Rediscovering immunohistochemistry in lung cancer
View abstract on PubMed
Summary
This summary is machine-generated.Immunohistochemistry (IHC) remains crucial for non-small-cell lung cancer (NSCLC) diagnosis and targeted therapy selection, complementing genomic methods like next-generation sequencing (NGS) for optimal patient treatment.
Area Of Science
- Oncology
- Pathology
- Molecular Diagnostics
Background
- Next-generation sequencing (NGS) has shifted focus from protein expression analysis in non-small-cell lung cancer (NSCLC).
- Immunohistochemistry (IHC) plays a vital role in assessing biomarkers for targeted therapy and immunotherapy in NSCLC patients.
- The clinical utility of IHC in NSCLC diagnostics and treatment selection is often overlooked.
Purpose Of The Study
- To re-evaluate the significance of immunohistochemistry (IHC) in non-small-cell lung cancer (NSCLC) diagnostics.
- To emphasize the complementary role of IHC alongside genomic assays like NGS.
- To advocate for the reconsideration of IHC in clinical practice for NSCLC patient management.
Main Methods
- Review of current clinical practices and literature regarding biomarker testing in NSCLC.
- Discussion on the protein-level analysis capabilities of IHC versus genomic methods.

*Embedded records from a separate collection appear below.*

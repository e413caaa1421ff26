//! SSE streaming for token-by-token chat completions.
//!
//! Converts a channel of [`GenerationEvent`]s into OpenAI-style
//! `chat.completion.chunk` events terminated by `[DONE]`.

use std::convert::Infallible;

use axum::response::sse::Event;
use chrono::Utc;
use futures::stream::Stream;
use serde::Serialize;
use tokio::sync::mpsc;
use tokio_stream::wrappers::ReceiverStream;
use tokio_stream::StreamExt;

use crate::pipeline::GenerationEvent;

/// Streaming chat completion chunk (OpenAI-compatible).
#[derive(Debug, Serialize)]
pub struct ChatCompletionChunk {
    pub id: String,
    pub object: &'static str,
    pub created: i64,
    pub model: String,
    pub choices: Vec<ChunkChoice>,
}

#[derive(Debug, Serialize)]
pub struct ChunkChoice {
    pub index: usize,
    pub delta: ChunkDelta,
    pub finish_reason: Option<&'static str>,
}

#[derive(Debug, Default, Serialize)]
pub struct ChunkDelta {
    #[serde(skip_serializing_if = "Option::is_none")]
    pub role: Option<&'static str>,
    #[serde(skip_serializing_if = "Option::is_none")]
    pub content: Option<String>,
}

impl ChatCompletionChunk {
    fn new(request_id: &str, model: &str, delta: ChunkDelta, finish: Option<&'static str>) -> Self {
        Self {
            id: format!("chatcmpl-{request_id}"),
            object: "chat.completion.chunk",
            created: Utc::now().timestamp(),
            model: model.to_string(),
            choices: vec![ChunkChoice {
                index: 0,
                delta,
                finish_reason: finish,
            }],
        }
    }
}

/// Map one generation event to a chunk. The first token carries the role.
pub fn event_to_chunk(
    event: GenerationEvent,
    request_id: &str,
    model: &str,
    first: &mut bool,
) -> ChatCompletionChunk {
    match event {
        GenerationEvent::Token { text, .. } => {
            let role = if std::mem::take(first) {
                Some("assistant")
            } else {
                None
            };
            let delta = ChunkDelta {
                role,
                content: Some(text),
            };
            ChatCompletionChunk::new(request_id, model, delta, None)
        }
        GenerationEvent::Done { .. } => {
            ChatCompletionChunk::new(request_id, model, ChunkDelta::default(), Some("stop"))
        }
        GenerationEvent::Error(e) => {
            let delta = ChunkDelta {
                role: None,
                content: Some(format!("[Error: {e}]")),
            };
            ChatCompletionChunk::new(request_id, model, delta, Some("error"))
        }
    }
}

/// Convert a generation event receiver into an SSE stream.
pub fn generation_to_sse_stream(
    rx: mpsc::Receiver<GenerationEvent>,
    request_id: String,
    model: String,
) -> impl Stream<Item = Result<Event, Infallible>> {
    let mut first = true;

    ReceiverStream::new(rx)
        .map(move |event| {
            let chunk = event_to_chunk(event, &request_id, &model, &mut first);
            let data = serde_json::to_string(&chunk).unwrap_or_default();
            Ok(Event::default().data(data))
        })
        .chain(tokio_stream::once(Ok(Event::default().data("[DONE]"))))
}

- Argument for integrating IHC into a comprehensive diagnostic panel for NSCLC.
Main Results
- Protein expression analysis via IHC is essential for targeted therapy selection in NSCLC.
- IHC is critical for identifying sensitivity to therapies in both oncogene-addicted and non-addicted NSCLC cases.
- IHC serves as a valuable complement to NGS and other genomic assays for patient stratification.
Conclusions
- IHC testing should be reconsidered and integrated into clinical practice for NSCLC.
- A panel of IHC tests can enhance patient selection for innovative therapies.
- Rigorous validation of IHC assays, scoring, and reproducibility is necessary for reliable clinical application.